*** Input material ***
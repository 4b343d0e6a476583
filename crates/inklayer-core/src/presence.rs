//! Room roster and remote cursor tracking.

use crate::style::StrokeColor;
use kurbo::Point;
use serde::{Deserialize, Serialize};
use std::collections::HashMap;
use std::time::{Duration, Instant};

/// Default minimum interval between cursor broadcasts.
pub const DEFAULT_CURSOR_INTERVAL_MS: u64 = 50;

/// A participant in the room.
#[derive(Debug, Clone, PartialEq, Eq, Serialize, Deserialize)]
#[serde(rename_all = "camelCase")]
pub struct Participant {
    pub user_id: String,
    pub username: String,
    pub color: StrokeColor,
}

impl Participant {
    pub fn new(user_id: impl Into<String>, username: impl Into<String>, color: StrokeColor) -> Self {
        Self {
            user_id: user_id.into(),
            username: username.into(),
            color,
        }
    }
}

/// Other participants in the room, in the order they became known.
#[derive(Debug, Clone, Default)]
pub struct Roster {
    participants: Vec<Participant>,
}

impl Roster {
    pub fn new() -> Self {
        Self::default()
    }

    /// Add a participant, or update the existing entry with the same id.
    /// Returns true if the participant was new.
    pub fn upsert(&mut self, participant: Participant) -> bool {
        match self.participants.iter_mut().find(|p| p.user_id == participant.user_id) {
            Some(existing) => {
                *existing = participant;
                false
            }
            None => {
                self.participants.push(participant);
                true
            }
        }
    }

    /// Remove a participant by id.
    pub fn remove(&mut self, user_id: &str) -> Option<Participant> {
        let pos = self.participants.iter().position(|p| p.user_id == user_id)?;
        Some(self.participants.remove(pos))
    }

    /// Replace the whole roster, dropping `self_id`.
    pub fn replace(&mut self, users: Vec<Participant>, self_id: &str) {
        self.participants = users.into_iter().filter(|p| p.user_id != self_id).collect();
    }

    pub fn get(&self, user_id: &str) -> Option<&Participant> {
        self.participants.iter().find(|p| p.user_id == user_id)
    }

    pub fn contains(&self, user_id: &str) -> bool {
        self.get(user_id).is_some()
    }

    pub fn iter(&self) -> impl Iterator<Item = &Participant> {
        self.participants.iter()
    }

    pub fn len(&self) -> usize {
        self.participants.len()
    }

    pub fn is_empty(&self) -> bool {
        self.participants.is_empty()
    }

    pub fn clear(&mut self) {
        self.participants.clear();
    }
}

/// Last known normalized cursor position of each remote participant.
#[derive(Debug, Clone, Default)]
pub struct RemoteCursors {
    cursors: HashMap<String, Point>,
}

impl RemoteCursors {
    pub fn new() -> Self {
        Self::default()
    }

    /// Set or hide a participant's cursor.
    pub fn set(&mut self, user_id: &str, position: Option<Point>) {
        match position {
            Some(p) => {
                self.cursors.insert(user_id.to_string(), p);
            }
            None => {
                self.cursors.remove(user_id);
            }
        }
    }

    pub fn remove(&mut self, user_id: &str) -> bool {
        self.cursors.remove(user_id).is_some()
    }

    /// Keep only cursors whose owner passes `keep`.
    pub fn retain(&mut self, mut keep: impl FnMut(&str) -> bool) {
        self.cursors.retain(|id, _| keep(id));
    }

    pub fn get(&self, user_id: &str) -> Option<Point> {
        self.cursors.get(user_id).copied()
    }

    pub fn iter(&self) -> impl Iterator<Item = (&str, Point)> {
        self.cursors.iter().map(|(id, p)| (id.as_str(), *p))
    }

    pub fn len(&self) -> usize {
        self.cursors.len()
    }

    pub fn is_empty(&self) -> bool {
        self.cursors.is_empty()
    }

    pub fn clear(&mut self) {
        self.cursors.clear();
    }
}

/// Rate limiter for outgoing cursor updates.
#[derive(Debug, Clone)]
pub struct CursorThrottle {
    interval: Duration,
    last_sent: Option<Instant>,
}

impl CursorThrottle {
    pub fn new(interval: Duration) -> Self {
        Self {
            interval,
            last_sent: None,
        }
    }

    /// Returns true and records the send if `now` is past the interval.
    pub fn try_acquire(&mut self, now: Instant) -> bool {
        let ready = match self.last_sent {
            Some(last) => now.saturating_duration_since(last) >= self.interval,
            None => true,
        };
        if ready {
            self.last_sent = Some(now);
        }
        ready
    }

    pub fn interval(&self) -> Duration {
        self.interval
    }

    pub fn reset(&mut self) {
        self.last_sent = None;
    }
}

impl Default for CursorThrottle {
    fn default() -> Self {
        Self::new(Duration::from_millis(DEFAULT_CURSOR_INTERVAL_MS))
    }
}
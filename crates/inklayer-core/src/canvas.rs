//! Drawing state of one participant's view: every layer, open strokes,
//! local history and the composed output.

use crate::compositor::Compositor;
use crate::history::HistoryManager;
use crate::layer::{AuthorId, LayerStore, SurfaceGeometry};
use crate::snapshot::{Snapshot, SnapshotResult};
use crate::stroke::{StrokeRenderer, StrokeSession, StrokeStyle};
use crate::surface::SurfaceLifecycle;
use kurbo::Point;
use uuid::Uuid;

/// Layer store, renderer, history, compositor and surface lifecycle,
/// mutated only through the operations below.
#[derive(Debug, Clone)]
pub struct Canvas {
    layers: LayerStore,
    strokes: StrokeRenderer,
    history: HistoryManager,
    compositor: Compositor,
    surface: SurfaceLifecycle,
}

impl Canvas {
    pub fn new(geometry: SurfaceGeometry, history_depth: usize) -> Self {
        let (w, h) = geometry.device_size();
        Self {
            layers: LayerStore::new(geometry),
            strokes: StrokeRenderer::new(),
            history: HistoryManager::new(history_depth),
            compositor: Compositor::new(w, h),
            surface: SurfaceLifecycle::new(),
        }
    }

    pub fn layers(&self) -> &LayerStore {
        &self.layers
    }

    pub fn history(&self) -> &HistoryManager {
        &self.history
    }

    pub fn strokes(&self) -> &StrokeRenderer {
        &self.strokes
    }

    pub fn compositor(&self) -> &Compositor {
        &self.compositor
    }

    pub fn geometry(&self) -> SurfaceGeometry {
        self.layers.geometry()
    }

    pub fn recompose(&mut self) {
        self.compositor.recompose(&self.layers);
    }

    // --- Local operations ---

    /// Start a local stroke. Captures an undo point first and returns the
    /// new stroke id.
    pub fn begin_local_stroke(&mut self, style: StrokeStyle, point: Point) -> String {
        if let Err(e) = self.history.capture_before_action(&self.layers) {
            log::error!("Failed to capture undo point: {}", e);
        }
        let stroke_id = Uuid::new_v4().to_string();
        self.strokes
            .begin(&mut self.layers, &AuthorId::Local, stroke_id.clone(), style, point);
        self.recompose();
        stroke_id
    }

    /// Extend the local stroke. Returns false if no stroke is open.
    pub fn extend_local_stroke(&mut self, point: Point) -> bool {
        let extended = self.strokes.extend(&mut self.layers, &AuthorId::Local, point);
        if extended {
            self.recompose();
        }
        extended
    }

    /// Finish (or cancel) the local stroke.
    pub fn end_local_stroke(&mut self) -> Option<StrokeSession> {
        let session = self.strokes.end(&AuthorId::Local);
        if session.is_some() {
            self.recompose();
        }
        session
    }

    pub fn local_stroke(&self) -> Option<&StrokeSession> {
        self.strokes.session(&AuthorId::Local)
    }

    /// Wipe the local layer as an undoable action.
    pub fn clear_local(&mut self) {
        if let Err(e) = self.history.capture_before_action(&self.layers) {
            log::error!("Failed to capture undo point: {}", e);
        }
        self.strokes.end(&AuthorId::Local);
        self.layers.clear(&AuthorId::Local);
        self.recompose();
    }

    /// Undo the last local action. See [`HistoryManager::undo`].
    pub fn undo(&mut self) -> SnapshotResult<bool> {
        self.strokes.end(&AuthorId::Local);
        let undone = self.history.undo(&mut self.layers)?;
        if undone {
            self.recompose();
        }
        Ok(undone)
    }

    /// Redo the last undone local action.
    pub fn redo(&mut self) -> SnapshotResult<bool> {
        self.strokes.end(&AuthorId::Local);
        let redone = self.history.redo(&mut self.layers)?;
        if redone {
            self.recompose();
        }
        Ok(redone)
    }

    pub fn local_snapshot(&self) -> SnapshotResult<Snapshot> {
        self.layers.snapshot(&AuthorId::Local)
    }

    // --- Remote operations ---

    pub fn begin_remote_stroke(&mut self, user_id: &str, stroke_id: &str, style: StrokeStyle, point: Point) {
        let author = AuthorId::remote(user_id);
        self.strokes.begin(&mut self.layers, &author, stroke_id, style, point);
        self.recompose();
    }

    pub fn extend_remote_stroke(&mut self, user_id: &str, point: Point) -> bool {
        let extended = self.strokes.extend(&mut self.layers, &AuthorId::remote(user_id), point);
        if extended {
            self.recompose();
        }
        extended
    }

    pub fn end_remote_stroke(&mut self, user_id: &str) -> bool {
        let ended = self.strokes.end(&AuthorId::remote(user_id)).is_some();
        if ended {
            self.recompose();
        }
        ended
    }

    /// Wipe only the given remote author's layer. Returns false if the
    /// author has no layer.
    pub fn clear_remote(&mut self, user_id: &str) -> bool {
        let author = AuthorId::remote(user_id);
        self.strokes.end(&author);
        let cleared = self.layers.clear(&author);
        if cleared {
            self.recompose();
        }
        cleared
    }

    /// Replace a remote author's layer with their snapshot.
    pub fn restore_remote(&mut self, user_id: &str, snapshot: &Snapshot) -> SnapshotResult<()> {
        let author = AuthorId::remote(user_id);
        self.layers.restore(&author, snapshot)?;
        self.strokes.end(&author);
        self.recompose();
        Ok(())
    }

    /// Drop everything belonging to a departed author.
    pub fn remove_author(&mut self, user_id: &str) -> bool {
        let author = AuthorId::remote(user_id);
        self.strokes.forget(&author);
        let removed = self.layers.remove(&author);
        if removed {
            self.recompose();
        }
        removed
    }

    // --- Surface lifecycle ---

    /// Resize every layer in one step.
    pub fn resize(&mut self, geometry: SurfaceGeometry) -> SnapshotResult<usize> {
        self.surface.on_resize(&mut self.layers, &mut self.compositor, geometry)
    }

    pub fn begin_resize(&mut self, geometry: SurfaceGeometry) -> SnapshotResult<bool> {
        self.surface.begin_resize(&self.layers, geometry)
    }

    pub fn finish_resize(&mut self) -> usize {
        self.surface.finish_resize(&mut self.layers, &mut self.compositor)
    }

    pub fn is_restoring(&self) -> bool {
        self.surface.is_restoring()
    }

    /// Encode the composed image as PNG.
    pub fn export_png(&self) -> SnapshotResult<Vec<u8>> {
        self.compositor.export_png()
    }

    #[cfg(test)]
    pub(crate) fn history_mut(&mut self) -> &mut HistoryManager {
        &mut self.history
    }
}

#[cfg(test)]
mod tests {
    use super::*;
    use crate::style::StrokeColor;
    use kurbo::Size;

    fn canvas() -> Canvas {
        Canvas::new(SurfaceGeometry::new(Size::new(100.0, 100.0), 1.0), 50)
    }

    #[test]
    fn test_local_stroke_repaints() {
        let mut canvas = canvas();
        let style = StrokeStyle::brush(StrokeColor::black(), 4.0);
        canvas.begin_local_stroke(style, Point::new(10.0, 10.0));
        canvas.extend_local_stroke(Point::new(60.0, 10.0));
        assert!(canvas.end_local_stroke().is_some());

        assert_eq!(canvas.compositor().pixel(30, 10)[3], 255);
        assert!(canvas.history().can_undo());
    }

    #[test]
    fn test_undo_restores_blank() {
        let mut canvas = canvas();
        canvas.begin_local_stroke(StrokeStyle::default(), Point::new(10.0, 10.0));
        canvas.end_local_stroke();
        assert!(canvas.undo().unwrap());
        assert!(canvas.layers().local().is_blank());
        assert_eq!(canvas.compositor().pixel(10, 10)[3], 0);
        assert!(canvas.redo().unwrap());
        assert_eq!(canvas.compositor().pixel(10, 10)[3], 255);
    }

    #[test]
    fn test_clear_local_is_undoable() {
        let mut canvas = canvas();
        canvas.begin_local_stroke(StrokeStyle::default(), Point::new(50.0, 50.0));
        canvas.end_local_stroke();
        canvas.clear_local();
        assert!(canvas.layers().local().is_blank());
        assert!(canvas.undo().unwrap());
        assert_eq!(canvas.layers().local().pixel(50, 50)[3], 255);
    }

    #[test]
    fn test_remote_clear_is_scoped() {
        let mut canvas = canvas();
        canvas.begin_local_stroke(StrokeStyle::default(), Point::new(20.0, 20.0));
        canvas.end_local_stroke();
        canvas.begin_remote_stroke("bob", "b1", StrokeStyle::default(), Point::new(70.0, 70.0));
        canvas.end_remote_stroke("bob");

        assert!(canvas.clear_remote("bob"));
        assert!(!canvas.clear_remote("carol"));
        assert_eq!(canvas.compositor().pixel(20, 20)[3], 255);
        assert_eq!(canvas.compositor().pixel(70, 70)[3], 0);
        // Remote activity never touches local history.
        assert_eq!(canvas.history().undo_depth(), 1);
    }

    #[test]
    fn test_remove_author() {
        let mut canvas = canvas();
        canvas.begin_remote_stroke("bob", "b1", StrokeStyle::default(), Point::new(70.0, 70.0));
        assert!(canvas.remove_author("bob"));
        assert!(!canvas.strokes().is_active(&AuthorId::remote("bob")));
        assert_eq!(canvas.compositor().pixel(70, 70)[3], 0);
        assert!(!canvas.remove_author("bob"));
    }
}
*** End of Input material ***
What you need to do
Extract exactly and only the lines above from the line containing "match self.participants.iter_mut().find(|p| p.user_id" through the line containing "participant by id.", both end lines included.

Solution to this task
        match self.participants.iter_mut().find(|p| p.user_id == participant.user_id) {
            Some(existing) => {
                *existing = participant;
                false
            }
            None => {
                self.participants.push(participant);
                true
            }
        }
    }

    /// Remove a participant by id.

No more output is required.